5. If a rectilinear-figure is familiarly inscribed in a segment enclosed by a straight-line and the section of a right angled cone, the center of the weight of the whole segment is nearer to the vertex of the segment than the center of the inscribed rectilinear-figure.

Note: the proof is in two parts. The first part sets up the case where the familiarly inscribed figure is a triangle, the second part sets up the next familarly inscribed figure, which happens to be a pentagon.

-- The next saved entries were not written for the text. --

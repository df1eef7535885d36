use std::collections::Bound;
use std::fmt;
use std::fmt::{Display, Formatter};
use std::ops::{RangeBounds, RangeInclusive};
use thiserror::Error;

/// A non-empty range of 64-bit addresses, bounded inclusively below and above.
///
/// Enforces the invariant that `self.start() <= self.end()`.
///
/// Note that this is indifferent as to what is addressed; the memory subsystem
/// uses it both for byte ranges (segment bounds, listener subscriptions) and
/// has no notion of what the addressed cells contain.
#[derive(Debug, Copy, Clone, Eq, PartialEq)]
pub struct AddressRange {
    start: u64,
    end: u64,
}

impl Display for AddressRange {
    fn fmt(&self, f: &mut Formatter<'_>) -> fmt::Result {
        write!(f, "[{:#x}, {:#x}]", self.start, self.end)
    }
}

impl AddressRange {
    pub fn new(start: u64, end: u64) -> Result<Self, InvalidBoundsError> {
        (start <= end)
            .then_some(Self { start, end })
            .ok_or(InvalidBoundsError { start, end })
    }

    pub fn start(self) -> u64 {
        self.start
    }

    pub fn end(self) -> u64 {
        self.end
    }

    /// Check if an address is contained within this address range.
    pub fn contains(self, address: u64) -> bool {
        self.start <= address && address <= self.end
    }

    /// Check if this range and `other` share at least one address.
    pub fn overlaps(self, other: Self) -> bool {
        self.start <= other.end && other.start <= self.end
    }

    /// Returns `self.end() - self.start()`, which is the size minus 1.
    pub fn delta(self) -> u64 {
        self.end - self.start
    }
}

impl TryFrom<RangeInclusive<u64>> for AddressRange {
    type Error = InvalidBoundsError;

    fn try_from(value: RangeInclusive<u64>) -> Result<Self, Self::Error> {
        Self::new(*value.start(), *value.end())
    }
}

impl From<AddressRange> for RangeInclusive<u64> {
    fn from(value: AddressRange) -> Self {
        value.start..=value.end
    }
}

impl RangeBounds<u64> for AddressRange {
    fn start_bound(&self) -> Bound<&u64> {
        Bound::Included(&self.start)
    }

    fn end_bound(&self) -> Bound<&u64> {
        Bound::Included(&self.end)
    }
}

#[derive(Error, Debug, Clone)]
#[error("bounds [{start:#x}, {end:#x}] do not form a valid address range")]
pub struct InvalidBoundsError {
    start: u64,
    end: u64,
}

#[macro_export]
macro_rules! address_range {
    ($start:expr, $end:expr) => {
        $crate::address_range::AddressRange::new($start, $end).unwrap()
    };
}
//! Pending-event state: asynchronous interrupts and synchronous traps.

use crate::memory::MemoryFault;
use bitvec::{array::BitArray, field::BitField, order::Lsb0};
use std::fmt;
use thiserror::Error;

/// List of synchronous exceptions the core can raise, with their `ucause` codes.
#[derive(Debug, Copy, Clone, Eq, PartialEq)]
pub enum Exception {
    /// Instruction address is not on a four-byte aligned boundary in memory.
    InstructionAddressMisaligned,
    InstructionAccessFault,
    /// Attempt to execute a word with no matching instruction definition, or
    /// to access an unsupported or read-only CSR.
    IllegalInstruction,
    Breakpoint,
    LoadAddressMisaligned,
    LoadAccessFault,
    StoreAddressMisaligned,
    StoreAccessFault,
    EnvironmentCall,
}

impl Exception {
    /// Returns the exception code (cause) for this exception.
    pub fn code(&self) -> u64 {
        match self {
            Self::InstructionAddressMisaligned => 0,
            Self::InstructionAccessFault => 1,
            Self::IllegalInstruction => 2,
            Self::Breakpoint => 3,
            Self::LoadAddressMisaligned => 4,
            Self::LoadAccessFault => 5,
            Self::StoreAddressMisaligned => 6,
            Self::StoreAccessFault => 7,
            Self::EnvironmentCall => 8,
        }
    }
}

impl fmt::Display for Exception {
    fn fmt(&self, f: &mut fmt::Formatter<'_>) -> fmt::Result {
        f.write_str(match self {
            Self::InstructionAddressMisaligned => "instruction address misaligned",
            Self::InstructionAccessFault => "instruction access fault",
            Self::IllegalInstruction => "illegal instruction",
            Self::Breakpoint => "breakpoint",
            Self::LoadAddressMisaligned => "load address misaligned",
            Self::LoadAccessFault => "load access fault",
            Self::StoreAddressMisaligned => "store address misaligned",
            Self::StoreAccessFault => "store access fault",
            Self::EnvironmentCall => "environment call",
        })
    }
}

/// List of asynchronous interrupts, with their `ucause` codes
/// (the interrupt bit excluded).
#[derive(Debug, Copy, Clone, Eq, PartialEq)]
pub enum Interrupt {
    SoftwareInterrupt,
    TimerInterrupt,
    ExternalInterrupt,
}

impl Interrupt {
    /// Returns the exception code (cause) for this interrupt. The code is
    /// also the interrupt's bit position in the `uip`/`uie` registers.
    pub fn code(&self) -> u64 {
        match self {
            Self::SoftwareInterrupt => 0,
            Self::TimerInterrupt => 4,
            Self::ExternalInterrupt => 8,
        }
    }
}

impl fmt::Display for Interrupt {
    fn fmt(&self, f: &mut fmt::Formatter<'_>) -> fmt::Result {
        f.write_str(match self {
            Self::SoftwareInterrupt => "software interrupt",
            Self::TimerInterrupt => "timer interrupt",
            Self::ExternalInterrupt => "external interrupt",
        })
    }
}

/// Delivery order when several interrupts are pending and enabled at once.
/// External outranks software, which explicitly outranks timer.
const PRIORITY_ORDER: [Interrupt; 3] = [
    Interrupt::ExternalInterrupt,
    Interrupt::SoftwareInterrupt,
    Interrupt::TimerInterrupt,
];

/// Sum type over the two kinds of trap causes.
#[derive(Debug, Copy, Clone, Eq, PartialEq)]
pub enum TrapCause {
    Exception(Exception),
    Interrupt(Interrupt),
}

impl TrapCause {
    /// Returns the value delivery writes to the `ucause` register, with the
    /// interrupt bit placed at the most significant bit of the given width.
    pub fn to_ucause(self, width: crate::MachineWidth) -> u64 {
        match self {
            Self::Exception(exception) => exception.code(),
            Self::Interrupt(interrupt) => width.interrupt_bit() | interrupt.code(),
        }
    }
}

impl fmt::Display for TrapCause {
    fn fmt(&self, f: &mut fmt::Formatter<'_>) -> fmt::Result {
        match self {
            Self::Exception(exception) => exception.fmt(f),
            Self::Interrupt(interrupt) => interrupt.fmt(f),
        }
    }
}

impl From<Exception> for TrapCause {
    fn from(value: Exception) -> Self {
        Self::Exception(value)
    }
}

impl From<Interrupt> for TrapCause {
    fn from(value: Interrupt) -> Self {
        Self::Interrupt(value)
    }
}

/// An error raised while simulating an instruction, carrying the trap cause
/// and the faulting value (a bad address, an offending instruction word, ...).
///
/// This is the recoverable error currency of the whole engine: the
/// fetch-execute loop offers every `SimulationError` to the trap slot first
/// and only stops the run when registration or delivery fails.
#[derive(Error, Debug, Clone, Eq, PartialEq)]
#[error("{cause} (value {value:#x})")]
pub struct SimulationError {
    pub cause: TrapCause,
    pub value: u64,
}

impl SimulationError {
    pub fn new(cause: impl Into<TrapCause>, value: u64) -> Self {
        Self {
            cause: cause.into(),
            value,
        }
    }
}

impl From<MemoryFault> for SimulationError {
    fn from(fault: MemoryFault) -> Self {
        Self::new(fault.exception(), fault.address())
    }
}

/// A registered synchronous trap waiting for delivery.
#[derive(Debug, Clone, Eq, PartialEq)]
pub struct PendingTrap {
    pub error: SimulationError,
    /// The address of the instruction that raised the trap.
    pub epc: u64,
}

const SOFTWARE_INTERRUPT: usize = 0;
const TIMER_INTERRUPT: usize = 4;
const EXTERNAL_INTERRUPT: usize = 8;

#[allow(clippy::identity_op)]
const VALID_INTERRUPTS_MASK: u16 =
    0 | (1 << SOFTWARE_INTERRUPT) | (1 << TIMER_INTERRUPT) | (1 << EXTERNAL_INTERRUPT);

/// Tracks pending asynchronous interrupts and the (single) pending
/// synchronous trap.
///
/// Interrupts are one bit each in a `uip`-style word; an injected value rides
/// along per interrupt and ends up in `utval` on delivery. Traps occupy a
/// single slot: [`register_trap`](Self::register_trap) refuses a second trap
/// while one is pending, which is what makes a recoverable error fatal when
/// it strikes while another trap is already in flight.
#[derive(Debug, Clone, Default)]
pub struct InterruptController {
    pending: BitArray<[u16; 1], Lsb0>,
    software_value: u64,
    external_value: u64,
    trap: Option<PendingTrap>,
}

impl InterruptController {
    pub fn new() -> Self {
        Self::default()
    }

    /// Indicate that an external interrupt is pending, carrying `value`.
    pub fn raise_external(&mut self, value: u64) {
        self.external_value = value;
        self.pending.set(EXTERNAL_INTERRUPT, true);
    }

    /// Indicate that a timer interrupt is pending.
    pub fn raise_timer(&mut self) {
        self.pending.set(TIMER_INTERRUPT, true);
    }

    /// Indicate that a software interrupt is pending, carrying `value`.
    pub fn raise_software(&mut self, value: u64) {
        self.software_value = value;
        self.pending.set(SOFTWARE_INTERRUPT, true);
    }

    /// Returns the pending interrupts as a `uip`-style word.
    pub fn pending_word(&self) -> u64 {
        self.pending.load_le::<u16>() as u64
    }

    /// Returns `true` if any interrupt in `enabled_mask` (a `uie`-style word)
    /// is pending, or a synchronous trap is.
    pub fn any_deliverable(&self, enabled_mask: u64) -> bool {
        self.pending_word() & enabled_mask & VALID_INTERRUPTS_MASK as u64 != 0
            || self.trap.is_some()
    }

    /// Claims the highest-priority pending interrupt among those enabled by
    /// `enabled_mask`, clearing its pending bit. Returns the interrupt and
    /// its injected value.
    pub fn claim_highest(&mut self, enabled_mask: u64) -> Option<(Interrupt, u64)> {
        for interrupt in PRIORITY_ORDER {
            let code = interrupt.code() as usize;
            if self.pending[code] && enabled_mask & (1 << code) != 0 {
                self.pending.set(code, false);
                let value = match interrupt {
                    Interrupt::SoftwareInterrupt => std::mem::take(&mut self.software_value),
                    Interrupt::TimerInterrupt => 0,
                    Interrupt::ExternalInterrupt => std::mem::take(&mut self.external_value),
                };
                return Some((interrupt, value));
            }
        }
        None
    }

    /// Registers a synchronous trap for delivery at the top of a later loop
    /// iteration. Returns `false` (and drops nothing) if a trap is already
    /// pending; the slot holds at most one.
    pub fn register_trap(&mut self, error: SimulationError, epc: u64) -> bool {
        if self.trap.is_some() {
            return false;
        }
        self.trap = Some(PendingTrap { error, epc });
        true
    }

    /// Takes the pending synchronous trap out of the slot, if any.
    pub fn take_trap(&mut self) -> Option<PendingTrap> {
        self.trap.take()
    }

    pub fn trap_pending(&self) -> bool {
        self.trap.is_some()
    }
}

However, the argument of the second case tells you how to proceed to the next familiarly inscribed figure (a 9-gon), and to the 17-gon and so forth.

Part 1

(general diagram)

Diagram for first part of II 5(diagram 1) Let segment ABG be as stated, and its diameter be DB, and let first a triangle, ABG, be inscribed familiarly in it, (diagram 2) and let BD be cut at E so that BE is double ED. And so point E is the center of the weight of triangle ABG. (I prop. 14 corollary) (diagram 3) And let each of AB, BG be bisected at Z, H, and let ZK, LH be drawn through Z, H and parallel to BD. (diagram 4) Therefore, the center of the weight of segment AKB will be on ZK and the center of the weight of segment BGL on HL. Let them be Q, I (I prop. 14), and let QI be joined. (diagram 5) (By now, ZH needs also to be drawn) And since QZHI is a parallelogram,(*e1*) and ZN is equal to NH, therefore CQ is also equal to CI. (diagram 5) Thus the center of the weight of the magnitude composed from both segments AKB, BLG is in the middle of QI [since they are equal segments], that is point C. (I prop. 4) (diagram 6) Since the center of the weight of triangle ABG is point E, and C of the magnitude composed from AKB, BLG, it clear, accordingly, that the center of the weight of a whole, segment ABG, is on CE, that is between points C, E. . (I prop. 8 corollary) Thus the center of the whole segment would be nearer to the vertex of the segment than that of the triangle inscribed familiarly.


Part 2

(general diagram)

Figure for second part of II 5(diagram 1) Again, let there be inscribed familiarly in the segment a rectilinear pentagon, AKBLG, and let there be a diameter of the whole segment, BD, and each diameter for each of segments KZ, LH (diagram 2) [and since a rectilinear figure has been inscribed familiarly in segment AKB, the center of the weight of the whole segment is nearer to the vertex than that of the recilinear figure].And so let the center of the weight of the segment be Q, of the triangle be I, and again let the center of the weight of segment BLG be M and that of the triangle be N. (II prop. 5 first part) (diagram 3) In fact, C will be the center of the weight of the magnitude composed from both segments AKB, BLG, and T of the magnitude composed from both triangles AKB, BLG.(*e2*) (diagram 4) And so, again, since E is the center of the weight of triangle ABG, and C of that from both segments AKB, BLG (I prop. 4), it is clear that the center of the weight of a [the] whole, segment ABG, is on CE cut off so that the ratio which triangle ABG has to both segments together, AKB, BLG, is the same ratio that the segment of it having its end-point as C to the smaller segment. (I Prop. 5 corollary) (diagram 5) But the center of the weight of pentagon AKBLG is on straight-line ET cut off so that the ratio that triangle ABG has to AKB, BLG triangles, is the same ratio that the segment of it having its end-point as T to the remainder. (I Prop. 8) (diagram 6) And so, since triangle ABG has a larger ratio to triangles KAB, LBG than to the segments,(*e3*) it is clear, accordingly, that the center of the weight of segment ABG is nearer to vertex B than that of the inscribed rectilinear figure. And the same argument occurs in the case of all rectilinear figures inscribed familiarly in the segments.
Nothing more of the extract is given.